Reproduce exactly the lines that run from the start of the records below to the line with "pub use powder_core::render;", inclusive.

*** DATA FOR THIS EXERCISE Section Begins ***

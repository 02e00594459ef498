//! # Powder
//!
//! Headless runner for the falling-sand engine: loads layered configuration,
//! builds a demo scene, simulates it and writes PNG snapshots.

pub mod config;
pub mod headless;
pub mod scenes;
pub mod screenshot;

// Re-export core modules for convenience
pub use powder_core::entity;
pub use powder_core::render;
pub use powder_core::simulation;
pub use powder_core::world;

/// Common imports for internal use
pub mod prelude {
    pub use glam::{IVec2, Vec2};
    pub use powder_core::simulation::{MaterialId, MaterialType, Materials};
    pub use powder_core::world::{SimulationContext, TickReport, WorldConfig};
}
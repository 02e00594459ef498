//! Painting tools
//!
//! Tools never touch particles directly. They read the tick's frozen index
//! and write spawns and destroys into the same mutation log the update
//! engine uses.

mod erase;
mod pen;

pub use erase::EraseTool;
pub use pen::PenTool;

use glam::IVec2;

use super::brush::BrushConfig;
use super::input::{PointerButton, PointerEvent};
use crate::simulation::{MaterialId, Materials};
use crate::world::{MutationLog, SpatialIndex, WorldConfig};

/// Read-only world state a tool works against
#[derive(Clone, Copy)]
pub struct ToolContext<'a> {
    pub index: &'a SpatialIndex,
    pub config: &'a WorldConfig,
    pub materials: &'a Materials,
}

/// Trait for drawing tools
pub trait Tool {
    /// Tool display name
    fn name(&self) -> &str;

    /// Apply the tool around `center` and return the number of scheduled ops
    fn apply(&self, ctx: ToolContext<'_>, center: IVec2, size: i32, log: &mut MutationLog)
    -> usize;
}

/// `center` shifted by `(dx, dy)`, clamped to the `i32` range
///
/// Clamped cells lie far outside any world, so callers drop them with the
/// usual bounds check.
fn offset(center: IVec2, dx: i32, dy: i32) -> IVec2 {
    IVec2::new(center.x.saturating_add(dx), center.y.saturating_add(dy))
}

/// Cells of a diamond of radius `size` around `center`, row by row from the bottom
///
/// The row at vertical distance `d` spans `x - (size - d) ..= x + (size - d)`.
pub fn diamond(center: IVec2, size: i32) -> impl Iterator<Item = IVec2> {
    let size = size.max(0);
    (-size..=size).flat_map(move |dy| {
        let half = size - dy.abs();
        (-half..=half).map(move |dx| offset(center, dx, dy))
    })
}

/// Single row of `2 * size + 1` cells centered on `center`
pub fn generator_row(center: IVec2, size: i32) -> impl Iterator<Item = IVec2> {
    let size = size.max(0);
    (-size..=size).map(move |dx| offset(center, dx, 0))
}

/// Turns pointer events into mutations
pub struct PaintController;

impl PaintController {
    /// Route one pointer event to the pen or the eraser
    ///
    /// Generators are only placed on a fresh click, never while the button
    /// is held. Erasing works either way.
    pub fn apply(
        event: &PointerEvent,
        brush: &BrushConfig,
        ctx: ToolContext<'_>,
        log: &mut MutationLog,
    ) -> usize {
        let pen;
        let tool: &dyn Tool = match event.button {
            PointerButton::Secondary => &EraseTool,
            PointerButton::Primary => {
                let material = brush.material();
                if material == MaterialId::Void {
                    return 0;
                }
                if event.is_held && ctx.materials.is_generator(material) {
                    return 0;
                }
                pen = PenTool::new(material);
                &pen
            }
        };

        let scheduled = tool.apply(ctx, event.world_coord, brush.size(), log);
        log::trace!(
            "{} scheduled {} ops at {}",
            tool.name(),
            scheduled,
            event.world_coord
        );
        scheduled
    }
}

*** DATA FOR THIS EXERCISE Section Ends ***

■ **ANSWER FOR THIS EXERCISE**
repository 02e00594459ef498
//! # Powder
//!
//! Headless runner for the falling-sand engine: loads layered configuration,
//! builds a demo scene, simulates it and writes PNG snapshots.

pub mod config;
pub mod headless;
pub mod scenes;
pub mod screenshot;

// Re-export core modules for convenience
pub use powder_core::entity;
pub use powder_core::render;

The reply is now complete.